The forum draws a genuinely mixed crowd spanning institutions, markets and civil society:
The breadth of this mix is part of the forum's stated mission: Le Cercle des économistes explicitly designs the programme to prevent any single constituency from dominating the agenda. The result is a room where a finance minister, a student economist, and a corporate CEO are genuinely expected to debate in the same session.
The 2026 edition organises its 80-plus sessions around the theme "Navigating a World Without Landmarks." The organisers frame this not as a sentiment of disorientation but as a structural diagnosis: the categories that structured economic and political action over the past three decades (growth and stability, openness and sovereignty, progress and security) are losing analytical clarity. Six special thematic sessions address major transitions identified for 2026: artificial intelligence and employment, international security, strategic resources, the rise of intermediate powers, the North-South economic relationship, and European strategic autonomy. The opening plenary on 2 July poses the question "Can We Still Talk About Progress?", while the closing plenary on 4 July moves to "Envisioning a Responsible and Sovereign World."
Across editions, recurring programmatic territories include macroeconomic governance and monetary policy, European integration and industrial strategy, climate economics and energy transition, development finance and emerging-market trajectories, and the economics of technological change. The Global Economic Dialogue, which convenes more than 50 think tanks from five continents, adds a structured North-South dimension that distinguishes the Rencontres from forums focused primarily on OECD-country concerns. Six Youth Agoras run in parallel to the main programme, giving younger participants dedicated session slots and direct access to senior speakers.

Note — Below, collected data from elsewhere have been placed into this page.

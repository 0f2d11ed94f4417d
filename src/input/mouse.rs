use bevy::prelude::*;
use bevy::window::PrimaryWindow;

use crate::anchor::MonospacePointMapper;
use crate::events::LinkTooltip;
use crate::plugin::MarkdownEditorState;
use crate::settings::EditorSettings;
use crate::types::{Modifiers, PointerInput, PointerKind};

/// Pointer state from the previous frame
#[derive(Resource, Default)]
pub struct PointerTracker {
    pub last_position: Option<Vec2>,
    pub last_modifiers: Modifiers,
    /// Link target last reported through [`LinkTooltip`]
    pub last_tooltip: Option<String>,
}

/// System to forward pointer moves and left-button clicks to the editor
pub fn handle_pointer_input(
    mut state: ResMut<MarkdownEditorState>,
    mut tracker: ResMut<PointerTracker>,
    mouse_button: Res<ButtonInput<MouseButton>>,
    keyboard_input: Res<ButtonInput<KeyCode>>,
    window_query: Query<&Window, With<PrimaryWindow>>,
    settings: Res<EditorSettings>,
    mut tooltips: MessageWriter<LinkTooltip>,
) {
    // cursor_position() is top-left origin, matching the point mapper
    let Some(position) = window_query.iter().next().and_then(|window| window.cursor_position()) else {
        return;
    };
    let modifiers = Modifiers::from_keys(&keyboard_input);
    let mapper = MonospacePointMapper::from(&settings.layout);
    let state = &mut *state;

    let moved = tracker.last_position != Some(position) || tracker.last_modifiers != modifiers;
    let mut kinds = Vec::with_capacity(3);
    if moved {
        kinds.push(PointerKind::Move);
    }
    if mouse_button.just_pressed(MouseButton::Left) {
        kinds.push(PointerKind::Press);
    }
    if mouse_button.just_released(MouseButton::Left) {
        kinds.push(PointerKind::Release);
    }

    for kind in kinds {
        let pointer = PointerInput::new(kind, position, modifiers);
        state.editor.handle_pointer(pointer, &mapper, &state.annotations);
    }

    tracker.last_position = Some(position);
    tracker.last_modifiers = modifiers;

    if moved {
        let tooltip = state.editor.tooltip_at(position, &mapper, &state.annotations);
        if tooltip != tracker.last_tooltip {
            tooltips.write(LinkTooltip {
                target: tooltip.clone(),
                position,
            });
            tracker.last_tooltip = tooltip;
        }
    }
}
//! Text layout metrics used to map pointer positions to document offsets

use serde::{Deserialize, Serialize};

/// Monospace layout metrics of the host's text view
#[derive(Clone, Debug, Serialize, Deserialize)]
#[serde(default)]
pub struct LayoutSettings {
    /// Character width in pixels
    pub char_width: f32,

    /// Line height in pixels
    pub line_height: f32,

    /// Left margin (pixels) - space between the view edge and the text
    pub margin_left: f32,

    /// Top margin (pixels)
    pub margin_top: f32,
}

impl Default for LayoutSettings {
    fn default() -> Self {
        let size = 14.0;
        Self {
            char_width: size * 0.6,
            line_height: size * 1.5,
            margin_left: 10.0,
            margin_top: 10.0,
        }
    }
}
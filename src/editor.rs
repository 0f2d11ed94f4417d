//! Markdown editor: routes input to the editing engines
//!
//! [`MarkdownEditor`] owns a [`TextBuffer`] and decides, per event, whether
//! to intercept it (returning [`Dispatch::Handled`]) or hand it unchanged to
//! a [`FallbackHandler`] standing in for the plain text widget. After every
//! event it re-reads the cursor and notifies observers if it moved.

use bevy::prelude::*;
use std::ops::Range;

use crate::anchor::{link_at_offset, AnnotationStore, PointMapper};
use crate::buffer::{RopeBuffer, TextBuffer};
use crate::format::{toggle_format, ToggleOutcome};
use crate::indent::{indent, unindent, IndentPolicy};
use crate::input::EditorAction;
use crate::line_move::{move_lines, MoveDirection};
use crate::settings::{AnchorSettings, CursorLineSettings, EditorSettings, FormattingSettings, SettingsError};
use crate::types::{Dispatch, FormatStyle, KeyInput, PointerInput, PointerKind, PointerShape, Selection, SelectionSet};

/// Something the host should know about
#[derive(Clone, Debug, PartialEq)]
pub enum Notification {
    /// A link was clicked with the configured modifiers
    LinkActivated(String),
    /// The cursor or selection changed
    CursorChanged(Selection),
}

type Observer = Box<dyn FnMut(&Notification) + Send + Sync>;

/// Background range for the cursor's line
#[derive(Clone, Debug, PartialEq)]
pub struct LineHighlight {
    /// The line's content, without its break
    pub range: Range<usize>,
    pub color: Color,
}

/// Default handling for events the editor does not intercept
pub trait FallbackHandler<B: TextBuffer + ?Sized> {
    fn key(&mut self, _buffer: &mut B, _key: &KeyInput) -> Dispatch {
        Dispatch::PassThrough
    }

    /// `offset` is the document offset under the pointer
    fn pointer(&mut self, _buffer: &mut B, _pointer: &PointerInput, _offset: usize) -> Dispatch {
        Dispatch::PassThrough
    }
}

/// Minimal plain-text behaviour: a press places the caret, and a Tab the
/// editor passed on inserts a tab character.
#[derive(Clone, Copy, Debug, Default)]
pub struct BasicTextFallback;

impl<B: TextBuffer + ?Sized> FallbackHandler<B> for BasicTextFallback {
    fn key(&mut self, buffer: &mut B, key: &KeyInput) -> Dispatch {
        if key.key != KeyCode::Tab || !key.modifiers.is_empty() {
            return Dispatch::PassThrough;
        }
        let selection = buffer.selection();
        buffer.begin_edit_group();
        buffer.remove(selection.range());
        buffer.insert(selection.start(), "\t");
        buffer.end_edit_group();
        Dispatch::Handled
    }

    fn pointer(&mut self, buffer: &mut B, pointer: &PointerInput, offset: usize) -> Dispatch {
        match pointer.kind {
            PointerKind::Press => {
                buffer.set_cursor(offset);
                Dispatch::Handled
            }
            PointerKind::Move | PointerKind::Release => Dispatch::PassThrough,
        }
    }
}

/// Markdown-aware editing over a [`TextBuffer`]
pub struct MarkdownEditor<B: TextBuffer = RopeBuffer> {
    buffer: B,
    /// Cached until `apply_settings`
    indent_policy: IndentPolicy,
    /// Cached until `apply_settings`
    formatting: FormattingSettings,
    anchor: AnchorSettings,
    cursor_line: CursorLineSettings,
    pointer_shape: PointerShape,
    line_highlight: Option<LineHighlight>,
    last_selections: SelectionSet,
    last_content_version: u64,
    fallback: Box<dyn FallbackHandler<B> + Send + Sync>,
    observers: Vec<Observer>,
}

impl Default for MarkdownEditor<RopeBuffer> {
    fn default() -> Self {
        Self::new(RopeBuffer::new())
    }
}

impl<B: TextBuffer + 'static> MarkdownEditor<B> {
    pub fn new(buffer: B) -> Self {
        let settings = EditorSettings::default();
        let mut editor = Self {
            last_selections: buffer.selections().clone(),
            last_content_version: buffer.content_version(),
            buffer,
            indent_policy: settings.indentation.policy(),
            formatting: settings.formatting,
            anchor: settings.anchor,
            cursor_line: settings.cursor_line,
            pointer_shape: PointerShape::Text,
            line_highlight: None,
            fallback: Box::new(BasicTextFallback),
            observers: Vec::new(),
        };
        editor.line_highlight = editor.compute_line_highlight();
        editor
    }

    pub fn with_settings(buffer: B, settings: &EditorSettings) -> Result<Self, SettingsError> {
        let mut editor = Self::new(buffer);
        editor.apply_settings(settings)?;
        Ok(editor)
    }
}

impl<B: TextBuffer> MarkdownEditor<B> {
    pub fn buffer(&self) -> &B {
        &self.buffer
    }

    /// Direct buffer access. Call [`refresh`](Self::refresh) afterwards if the
    /// cursor may have moved.
    pub fn buffer_mut(&mut self) -> &mut B {
        &mut self.buffer
    }

    pub fn into_buffer(self) -> B {
        self.buffer
    }

    /// Replace the configuration. Indent and delimiter strings only change here.
    pub fn apply_settings(&mut self, settings: &EditorSettings) -> Result<(), SettingsError> {
        settings.validate()?;
        self.indent_policy = settings.indentation.policy();
        self.formatting = settings.formatting.clone();
        self.anchor = settings.anchor.clone();
        self.cursor_line = settings.cursor_line.clone();
        self.line_highlight = self.compute_line_highlight();
        debug!("editor settings applied: indent {:?}", self.indent_policy.indent_string);
        Ok(())
    }

    /// Use a custom indent string rather than one derived from settings
    pub fn set_indent_policy(&mut self, policy: IndentPolicy) {
        self.indent_policy = policy;
    }

    pub fn indent_policy(&self) -> &IndentPolicy {
        &self.indent_policy
    }

    pub fn delimiter(&self, style: FormatStyle) -> &str {
        self.formatting.delimiter(style)
    }

    pub fn set_fallback(&mut self, fallback: impl FallbackHandler<B> + Send + Sync + 'static) {
        self.fallback = Box::new(fallback);
    }

    /// Register a callback for [`Notification`]s
    pub fn add_observer(&mut self, observer: impl FnMut(&Notification) + Send + Sync + 'static) {
        self.observers.push(Box::new(observer));
    }

    pub fn pointer_shape(&self) -> PointerShape {
        self.pointer_shape
    }

    /// The cursor line's highlight, `None` on an empty line or when disabled
    pub fn current_line_highlight(&self) -> Option<LineHighlight> {
        self.line_highlight.clone()
    }

    /// Offer a key press to the editor. Keys it does not act on go to the fallback.
    pub fn handle_key(&mut self, key: KeyInput) -> Dispatch {
        let dispatch = match EditorAction::from_key(&key) {
            Some(action) => self.run_action(action),
            None => Dispatch::PassThrough,
        };
        let dispatch = match dispatch {
            Dispatch::Handled => Dispatch::Handled,
            Dispatch::PassThrough => self.fallback.key(&mut self.buffer, &key),
        };
        self.refresh();
        dispatch
    }

    /// Run a bound action. If the editor declines it, the fallback sees the
    /// action's default key.
    pub fn execute_action(&mut self, action: EditorAction) -> Dispatch {
        let dispatch = match self.run_action(action) {
            Dispatch::Handled => Dispatch::Handled,
            Dispatch::PassThrough => self.fallback.key(&mut self.buffer, &action.default_key()),
        };
        self.refresh();
        dispatch
    }

    fn run_action(&mut self, action: EditorAction) -> Dispatch {
        match action {
            EditorAction::Indent => indent(&mut self.buffer, &self.indent_policy),
            EditorAction::Unindent => unindent(&mut self.buffer, &self.indent_policy),
            EditorAction::MoveLinesUp => move_lines(&mut self.buffer, MoveDirection::Up),
            EditorAction::MoveLinesDown => move_lines(&mut self.buffer, MoveDirection::Down),
            EditorAction::ToggleEmphasis | EditorAction::ToggleStrong | EditorAction::ToggleCode => {
                if let Some(style) = action.format_style() {
                    self.toggle(style);
                }
                Dispatch::Handled
            }
            EditorAction::Undo => {
                if !self.buffer.undo() {
                    trace!("nothing to undo");
                }
                Dispatch::Handled
            }
            EditorAction::Redo => {
                if !self.buffer.redo() {
                    trace!("nothing to redo");
                }
                Dispatch::Handled
            }
        }
    }

    fn toggle(&mut self, style: FormatStyle) -> ToggleOutcome {
        toggle_format(&mut self.buffer, self.formatting.delimiter(style))
    }

    /// Wrap or unwrap the selection (or the word under the cursor) in the
    /// delimiter configured for `style`
    pub fn toggle_format(&mut self, style: FormatStyle) -> ToggleOutcome {
        let outcome = self.toggle(style);
        self.refresh();
        outcome
    }

    pub fn undo(&mut self) -> bool {
        let undone = self.buffer.undo();
        self.refresh();
        undone
    }

    pub fn redo(&mut self) -> bool {
        let redone = self.buffer.redo();
        self.refresh();
        redone
    }

    /// Offer a pointer event to the editor.
    ///
    /// Links react only when the held modifiers equal the configured set
    /// exactly: hovering shows the link shape, pressing does not move the
    /// caret, and releasing activates the link.
    pub fn handle_pointer(
        &mut self,
        pointer: PointerInput,
        mapper: &dyn PointMapper,
        annotations: &dyn AnnotationStore,
    ) -> Dispatch {
        let offset = mapper.offset_at(&self.buffer, pointer.position);
        let link = if pointer.modifiers == self.anchor.click_modifiers {
            link_at_offset(&self.buffer, annotations, offset)
        } else {
            None
        };

        let dispatch = match (pointer.kind, link) {
            (PointerKind::Move, link) => {
                self.pointer_shape = if link.is_some() {
                    PointerShape::Link
                } else {
                    PointerShape::Text
                };
                self.fallback.pointer(&mut self.buffer, &pointer, offset)
            }
            (PointerKind::Press, Some(_)) => Dispatch::Handled,
            (PointerKind::Release, Some(target)) => {
                debug!("link activated at {}: {}", offset, target);
                let notification = Notification::LinkActivated(target.to_string());
                self.notify(&notification);
                Dispatch::Handled
            }
            (_, None) => self.fallback.pointer(&mut self.buffer, &pointer, offset),
        };
        self.refresh();
        dispatch
    }

    /// Link target to show as a tooltip at `point`, regardless of modifiers
    pub fn tooltip_at(
        &self,
        point: Vec2,
        mapper: &dyn PointMapper,
        annotations: &dyn AnnotationStore,
    ) -> Option<String> {
        if !self.anchor.show_tooltips {
            return None;
        }
        let offset = mapper.offset_at(&self.buffer, point);
        link_at_offset(&self.buffer, annotations, offset).map(str::to_string)
    }

    /// Re-read the cursor and text. The line highlight is recomputed when
    /// either changed; observers hear only about cursor changes.
    pub fn refresh(&mut self) {
        let cursor_moved = *self.buffer.selections() != self.last_selections;
        let text_changed = self.buffer.content_version() != self.last_content_version;
        if !cursor_moved && !text_changed {
            return;
        }
        self.last_content_version = self.buffer.content_version();
        self.line_highlight = self.compute_line_highlight();

        if cursor_moved {
            self.last_selections = self.buffer.selections().clone();
            let notification = Notification::CursorChanged(self.buffer.selection());
            self.notify(&notification);
        }
    }

    fn compute_line_highlight(&self) -> Option<LineHighlight> {
        if !self.cursor_line.enabled {
            return None;
        }
        let head = self.buffer.selection().head;
        let start = self.buffer.line_start_at(head);
        let len = self.buffer.line_content_len_at(head);
        (len > 0).then(|| LineHighlight {
            range: start..start + len,
            color: self.cursor_line.color(),
        })
    }

    fn notify(&mut self, notification: &Notification) {
        for observer in &mut self.observers {
            observer(notification);
        }
    }
}
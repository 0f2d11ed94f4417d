//! Line reordering: move the lines touched by the selection past a neighbour

use bevy::prelude::*;
use std::ops::Range;

use crate::buffer::{TextBuffer, LINE_BREAK};
use crate::types::{Dispatch, Selection};

/// Which neighbour the block swaps with
#[derive(Clone, Copy, Debug, PartialEq, Eq)]
pub enum MoveDirection {
    Up,
    Down,
}

/// Move the selected lines up one line
pub fn move_lines_up<B: TextBuffer + ?Sized>(buffer: &mut B) -> Dispatch {
    move_lines(buffer, MoveDirection::Up)
}

/// Move the selected lines down one line
pub fn move_lines_down<B: TextBuffer + ?Sized>(buffer: &mut B) -> Dispatch {
    move_lines(buffer, MoveDirection::Down)
}

/// Swap the block of lines touched by the primary selection with the line
/// above or below it.
///
/// The selection follows the moved text. Moving the first line up or the
/// last line down leaves the document untouched.
pub fn move_lines<B: TextBuffer + ?Sized>(buffer: &mut B, direction: MoveDirection) -> Dispatch {
    if buffer.selections().is_complex() {
        trace!("move lines {:?}: complex selection, passing through", direction);
        return Dispatch::PassThrough;
    }

    let selection = buffer.selection();
    let block = expand_to_lines(buffer, &selection);

    let Some((range, replacement, shift)) = plan_move(buffer, block, direction) else {
        trace!("move lines {:?}: already at document edge", direction);
        return Dispatch::Handled;
    };

    debug!("move lines {:?}: rewriting {:?}, selection shift {}", direction, range, shift);
    buffer.begin_edit_group();
    buffer.remove(range.clone());
    buffer.insert(range.start, &replacement);
    buffer.set_selection(Selection::new(
        offset_by(selection.head, shift),
        offset_by(selection.anchor, shift),
    ));
    buffer.end_edit_group();

    Dispatch::Handled
}

/// Snap a selection outward to whole lines, including the last line's break.
///
/// A non-empty selection that already ends at a line start is left as is
/// at the end.
fn expand_to_lines<B: TextBuffer + ?Sized>(buffer: &B, selection: &Selection) -> Range<usize> {
    let start = buffer.line_start_at(selection.start());
    let end = if selection.has_selection() && buffer.char_before(selection.end()) == Some(LINE_BREAK) {
        selection.end()
    } else {
        buffer.line_end_at(selection.end())
    };
    start..end
}

/// Work out the range to rewrite, its new text, and how far the selected
/// text travels. `None` when there is no neighbour to swap with.
fn plan_move<B: TextBuffer + ?Sized>(
    buffer: &B,
    block: Range<usize>,
    direction: MoveDirection,
) -> Option<(Range<usize>, String, isize)> {
    let selected = buffer.slice(block.clone());

    match direction {
        MoveDirection::Up => {
            if block.start == 0 {
                return None;
            }
            let prev_start = buffer.line_start_at(block.start - 1);
            let prev = buffer.slice(prev_start..block.start);
            let replacement = swap_lines(&selected, &prev);
            let shift = -((block.start - prev_start) as isize);
            Some((prev_start..block.end, replacement, shift))
        }
        MoveDirection::Down => {
            if block.end >= buffer.len_chars() {
                return None;
            }
            let next_end = buffer.line_end_at(block.end);
            let next = buffer.slice(block.end..next_end);
            if next.is_empty() {
                return None;
            }
            let replacement = swap_lines(&next, &selected);
            // The selected block loses its break when it becomes the last line
            let moved_len = if next.ends_with(LINE_BREAK) {
                selected.chars().count()
            } else {
                selected.chars().count().saturating_sub(1)
            };
            let shift = (replacement.chars().count() - moved_len) as isize;
            Some((block.start..next_end, replacement, shift))
        }
    }
}

/// `first` followed by `second`, where `second` previously preceded `first`.
///
/// When `first` was the document's last line it has no trailing break; the
/// break moves over from `second` so line structure is preserved.
fn swap_lines(first: &str, second: &str) -> String {
    if first.ends_with(LINE_BREAK) {
        format!("{first}{second}")
    } else {
        let second = second.strip_suffix(LINE_BREAK).unwrap_or(second);
        format!("{first}{LINE_BREAK}{second}")
    }
}

fn offset_by(offset: usize, shift: isize) -> usize {
    offset.saturating_add_signed(shift)
}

The 2026 confirmed speaker list includes a cross-section of French political leaders, international officials and corporate executives. Yaël Braun-Pivet, President of the French National Assembly, is confirmed alongside Patrick Pouyanné, Chairman and CEO of TotalEnergies, and Alexandre Bompard, Chairman and CEO of Carrefour. Christel Heydemann, CEO of Orange, and Jean Castex, CEO of SNCF, represent major French corporate groups. On the international side, Louise Mushikiwabo, Secretary General of the Organisation internationale de la Francophonie, André Correa do Lago, President of the COP30 Presidency, and Nadia Fettah Alaoui, Morocco's Minister of Economy and Finance, are among the confirmed participants. Yasmine Belkaid, President of Institut Pasteur, represents the research world, and Philippe Aghion, a member of Le Cercle des économistes and one of France's most cited economists, is a recurring participant. The full roster of more than 410 speakers was not yet published at the time of writing; additional names are expected to be announced ahead of the July opening.
The forum was founded in 2001 by Le Cercle des économistes, which launched it as an annual gathering in Aix-en-Provence designed to bridge professional economic research and public debate. The 2026 edition is the 26th. Over its history the event has expanded from a primarily French academic audience to a genuinely international forum: the 2025 edition, for reference, drew approximately 8,700 participants and 380 speakers from 51 nations, which places the reported 2026 figures of 8,000 participants and 410 speakers in a consistent growth trajectory. The forum has progressively added structural components, including the Global Economic Dialogue (multi-continent think-tank network), the Youth Agoras programme, and the cultural OFF (a separate programme of public cultural events held in parallel, documented in its own fiche).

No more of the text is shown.